● **WHAT IS REQUIRED**: Your answer must be an exact copy of the data below.

Collection entries:
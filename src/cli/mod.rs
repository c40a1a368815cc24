use std::process::ExitCode;

use anyhow::Result;

pub mod args;
mod commands;
pub mod exit_status;
pub mod report;

pub use args::{Arguments, Command};
pub use exit_status::ExitStatus;

pub fn run_cli(args: Arguments) -> Result<ExitCode> {
    let Some(Arguments { command }) = args.with_command_or_help() else {
        return Ok(ExitStatus::Success.into());
    };

    let status = match command {
        Some(Command::Transform(cmd)) => commands::transform::transform(cmd)?,
        Some(Command::Init) => commands::init::init()?,
        None => ExitStatus::Success,
    };
    Ok(status.into())
}
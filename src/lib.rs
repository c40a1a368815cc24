//! jsx-i18n-transform - build-time i18n rewriting for JSX sources
//!
//! Rewrites user-facing text inside configured text elements (and string
//! values of configured object fields) into runtime translation calls,
//! injects the required import and tags each rewritten file with a marker
//! comment so a second run leaves it alone.
//!
//! ## Module Structure
//!
//! - `cli`: Command-line interface layer (`transform` and `init`)
//! - `config`: Configuration file loading and parsing
//! - `core`: Parsing, suppression comments, file scanning and batch runs
//! - `transform`: The rewrite engine (analysis, strategy, templates, output)
//! - `utils`: Shared utility functions

pub mod cli;
pub mod config;
pub mod core;
pub mod transform;
pub mod utils;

● **ANSWER SECTION**:
filename src/cli/mod.rs
repository c40a1a368815cc24
use std::process::ExitCode;

use anyhow::Result;

pub mod args;
mod commands;
pub mod exit_status;
pub mod report;

pub use args::{Arguments, Command};
pub use exit_status::ExitStatus;

pub fn run_cli(args: Arguments) -> Result<ExitCode> {
    let Some(Arguments { command }) = args.with_command_or_help() else {
        return Ok(ExitStatus::Success.into());
    };

    let status = match command {
        Some(Command::Transform(cmd)) => commands::transform::transform(cmd)?,
        Some(Command::Init) => commands::init::init()?,
        None => ExitStatus::Success,
    };
    Ok(status.into())
}
filename src/lib.rs
repository c40a1a368815cc24
//! jsx-i18n-transform - build-time i18n rewriting for JSX sources
//!
//! Rewrites user-facing text inside configured text elements (and string
//! values of configured object fields) into runtime translation calls,
//! injects the required import and tags each rewritten file with a marker
//! comment so a second run leaves it alone.
//!
//! ## Module Structure
//!
//! - `cli`: Command-line interface layer (`transform` and `init`)
//! - `config`: Configuration file loading and parsing
//! - `core`: Parsing, suppression comments, file scanning and batch runs
//! - `transform`: The rewrite engine (analysis, strategy, templates, output)
//! - `utils`: Shared utility functions

pub mod cli;
pub mod config;
pub mod core;
pub mod transform;
pub mod utils;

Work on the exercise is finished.